*Task prompt:* Of the material below, the lines to be retyped are those from the line containing "let path = stroke_rect(Rect::new(0.0, 0.0, 10.0, 10.0), 1.0);" through the line containing "pub fn with_approximation_scale(mut", inclusive; reproduce them exactly.

════════════════════

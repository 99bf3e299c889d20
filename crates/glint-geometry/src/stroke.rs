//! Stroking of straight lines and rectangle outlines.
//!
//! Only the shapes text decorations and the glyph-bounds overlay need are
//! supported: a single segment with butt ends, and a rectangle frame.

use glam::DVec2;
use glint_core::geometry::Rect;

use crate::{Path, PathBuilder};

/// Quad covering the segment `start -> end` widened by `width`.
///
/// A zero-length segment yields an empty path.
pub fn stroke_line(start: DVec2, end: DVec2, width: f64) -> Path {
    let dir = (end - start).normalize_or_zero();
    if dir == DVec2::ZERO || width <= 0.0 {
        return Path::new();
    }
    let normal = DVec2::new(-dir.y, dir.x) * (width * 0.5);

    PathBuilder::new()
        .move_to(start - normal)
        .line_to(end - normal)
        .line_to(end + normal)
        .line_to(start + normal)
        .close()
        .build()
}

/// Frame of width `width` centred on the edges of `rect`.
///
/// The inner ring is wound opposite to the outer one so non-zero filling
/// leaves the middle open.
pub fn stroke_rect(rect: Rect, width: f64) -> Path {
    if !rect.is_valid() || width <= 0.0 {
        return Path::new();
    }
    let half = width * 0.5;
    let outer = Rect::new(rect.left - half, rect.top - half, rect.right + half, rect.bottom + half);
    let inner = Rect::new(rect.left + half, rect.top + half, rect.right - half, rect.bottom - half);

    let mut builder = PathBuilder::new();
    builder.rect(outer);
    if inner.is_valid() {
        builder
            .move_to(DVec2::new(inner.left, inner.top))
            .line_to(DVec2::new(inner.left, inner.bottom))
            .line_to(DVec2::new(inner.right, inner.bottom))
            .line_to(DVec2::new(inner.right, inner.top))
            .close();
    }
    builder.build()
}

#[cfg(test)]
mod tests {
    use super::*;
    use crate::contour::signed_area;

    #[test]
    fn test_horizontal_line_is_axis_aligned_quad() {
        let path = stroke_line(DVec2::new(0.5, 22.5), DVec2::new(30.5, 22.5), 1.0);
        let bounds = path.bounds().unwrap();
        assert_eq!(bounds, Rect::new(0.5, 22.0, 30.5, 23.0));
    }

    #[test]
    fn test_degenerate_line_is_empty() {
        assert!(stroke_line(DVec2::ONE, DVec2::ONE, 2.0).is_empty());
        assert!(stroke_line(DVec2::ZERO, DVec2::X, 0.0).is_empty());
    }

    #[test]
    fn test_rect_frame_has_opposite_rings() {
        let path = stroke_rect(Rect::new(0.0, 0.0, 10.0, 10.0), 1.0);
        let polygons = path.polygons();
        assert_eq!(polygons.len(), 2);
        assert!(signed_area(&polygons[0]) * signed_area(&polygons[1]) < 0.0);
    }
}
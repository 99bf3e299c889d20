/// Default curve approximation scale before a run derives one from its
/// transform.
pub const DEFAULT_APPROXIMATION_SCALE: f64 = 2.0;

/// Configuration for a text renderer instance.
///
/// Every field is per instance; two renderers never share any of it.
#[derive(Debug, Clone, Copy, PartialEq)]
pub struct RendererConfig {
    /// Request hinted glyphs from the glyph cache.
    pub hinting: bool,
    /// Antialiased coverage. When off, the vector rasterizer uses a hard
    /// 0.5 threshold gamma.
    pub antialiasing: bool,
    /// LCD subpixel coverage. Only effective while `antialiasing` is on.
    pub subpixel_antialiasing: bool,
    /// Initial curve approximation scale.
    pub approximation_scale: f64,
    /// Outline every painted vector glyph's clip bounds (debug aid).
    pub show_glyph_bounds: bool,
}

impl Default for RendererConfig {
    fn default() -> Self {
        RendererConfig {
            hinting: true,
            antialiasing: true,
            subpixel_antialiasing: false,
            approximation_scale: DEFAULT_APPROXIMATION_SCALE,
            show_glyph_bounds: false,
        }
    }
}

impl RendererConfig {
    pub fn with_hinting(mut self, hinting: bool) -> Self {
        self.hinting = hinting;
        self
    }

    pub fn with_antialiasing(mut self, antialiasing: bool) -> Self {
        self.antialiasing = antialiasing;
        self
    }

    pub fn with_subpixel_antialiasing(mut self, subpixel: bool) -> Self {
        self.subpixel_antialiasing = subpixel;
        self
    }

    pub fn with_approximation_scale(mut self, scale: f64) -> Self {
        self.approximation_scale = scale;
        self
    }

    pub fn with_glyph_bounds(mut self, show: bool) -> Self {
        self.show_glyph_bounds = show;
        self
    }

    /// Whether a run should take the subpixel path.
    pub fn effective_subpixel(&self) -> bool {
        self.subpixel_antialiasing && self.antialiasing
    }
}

════════════════════

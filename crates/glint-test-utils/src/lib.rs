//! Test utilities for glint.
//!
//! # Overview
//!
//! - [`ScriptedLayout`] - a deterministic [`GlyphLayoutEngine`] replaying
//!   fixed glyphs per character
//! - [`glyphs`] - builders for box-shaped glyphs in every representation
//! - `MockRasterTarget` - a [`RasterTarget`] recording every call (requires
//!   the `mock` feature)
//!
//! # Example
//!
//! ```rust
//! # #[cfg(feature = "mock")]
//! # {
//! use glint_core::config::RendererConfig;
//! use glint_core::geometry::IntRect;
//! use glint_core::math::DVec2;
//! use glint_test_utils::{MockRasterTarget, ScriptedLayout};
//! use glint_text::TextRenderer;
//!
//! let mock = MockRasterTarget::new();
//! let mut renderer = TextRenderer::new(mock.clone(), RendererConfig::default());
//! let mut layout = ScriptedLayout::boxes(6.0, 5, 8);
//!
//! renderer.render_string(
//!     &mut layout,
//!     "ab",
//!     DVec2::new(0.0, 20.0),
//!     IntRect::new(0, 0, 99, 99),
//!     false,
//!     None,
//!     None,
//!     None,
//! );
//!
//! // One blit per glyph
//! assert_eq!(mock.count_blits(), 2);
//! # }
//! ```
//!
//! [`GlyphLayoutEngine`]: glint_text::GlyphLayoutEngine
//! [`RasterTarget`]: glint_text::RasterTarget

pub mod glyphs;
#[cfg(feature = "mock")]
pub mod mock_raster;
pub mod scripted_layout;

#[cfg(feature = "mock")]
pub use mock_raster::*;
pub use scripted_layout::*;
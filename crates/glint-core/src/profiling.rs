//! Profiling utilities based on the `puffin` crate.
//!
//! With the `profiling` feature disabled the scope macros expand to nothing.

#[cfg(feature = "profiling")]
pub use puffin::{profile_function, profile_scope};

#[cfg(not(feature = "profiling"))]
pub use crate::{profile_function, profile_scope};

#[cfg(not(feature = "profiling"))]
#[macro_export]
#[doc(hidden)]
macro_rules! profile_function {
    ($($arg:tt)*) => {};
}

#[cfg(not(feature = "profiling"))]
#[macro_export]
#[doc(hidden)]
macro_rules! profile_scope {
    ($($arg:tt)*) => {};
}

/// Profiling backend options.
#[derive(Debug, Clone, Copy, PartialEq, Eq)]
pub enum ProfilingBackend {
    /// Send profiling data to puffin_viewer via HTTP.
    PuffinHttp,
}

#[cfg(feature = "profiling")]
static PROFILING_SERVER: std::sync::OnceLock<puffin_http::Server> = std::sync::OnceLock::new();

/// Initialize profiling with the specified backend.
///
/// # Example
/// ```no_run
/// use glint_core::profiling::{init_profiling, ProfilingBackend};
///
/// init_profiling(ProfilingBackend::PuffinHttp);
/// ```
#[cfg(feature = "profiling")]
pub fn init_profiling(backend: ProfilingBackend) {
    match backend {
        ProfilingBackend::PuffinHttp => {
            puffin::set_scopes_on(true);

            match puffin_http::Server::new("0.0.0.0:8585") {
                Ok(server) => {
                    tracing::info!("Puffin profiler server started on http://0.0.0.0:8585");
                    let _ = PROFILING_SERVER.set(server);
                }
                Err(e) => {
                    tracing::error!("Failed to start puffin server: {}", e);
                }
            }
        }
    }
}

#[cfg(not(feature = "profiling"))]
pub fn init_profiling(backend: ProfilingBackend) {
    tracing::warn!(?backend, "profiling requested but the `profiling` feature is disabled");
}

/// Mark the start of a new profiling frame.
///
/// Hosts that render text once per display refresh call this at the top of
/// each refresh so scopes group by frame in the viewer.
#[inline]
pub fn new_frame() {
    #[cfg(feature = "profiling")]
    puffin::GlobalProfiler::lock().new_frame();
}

════════════════════

*Task answer:*
        let path = stroke_rect(Rect::new(0.0, 0.0, 10.0, 10.0), 1.0);
        let polygons = path.polygons();
        assert_eq!(polygons.len(), 2);
        assert!(signed_area(&polygons[0]) * signed_area(&polygons[1]) < 0.0);
    }
}
repository 99bf3e299c889d20
/// Default curve approximation scale before a run derives one from its
/// transform.
pub const DEFAULT_APPROXIMATION_SCALE: f64 = 2.0;

/// Configuration for a text renderer instance.
///
/// Every field is per instance; two renderers never share any of it.
#[derive(Debug, Clone, Copy, PartialEq)]
pub struct RendererConfig {
    /// Request hinted glyphs from the glyph cache.
    pub hinting: bool,
    /// Antialiased coverage. When off, the vector rasterizer uses a hard
    /// 0.5 threshold gamma.
    pub antialiasing: bool,
    /// LCD subpixel coverage. Only effective while `antialiasing` is on.
    pub subpixel_antialiasing: bool,
    /// Initial curve approximation scale.
    pub approximation_scale: f64,
    /// Outline every painted vector glyph's clip bounds (debug aid).
    pub show_glyph_bounds: bool,
}

impl Default for RendererConfig {
    fn default() -> Self {
        RendererConfig {
            hinting: true,
            antialiasing: true,
            subpixel_antialiasing: false,
            approximation_scale: DEFAULT_APPROXIMATION_SCALE,
            show_glyph_bounds: false,
        }
    }
}

impl RendererConfig {
    pub fn with_hinting(mut self, hinting: bool) -> Self {
        self.hinting = hinting;
        self
    }

    pub fn with_antialiasing(mut self, antialiasing: bool) -> Self {
        self.antialiasing = antialiasing;
        self
    }

    pub fn with_subpixel_antialiasing(mut self, subpixel: bool) -> Self {
        self.subpixel_antialiasing = subpixel;
        self
    }

    pub fn with_approximation_scale(mut self, scale: f64) -> Self {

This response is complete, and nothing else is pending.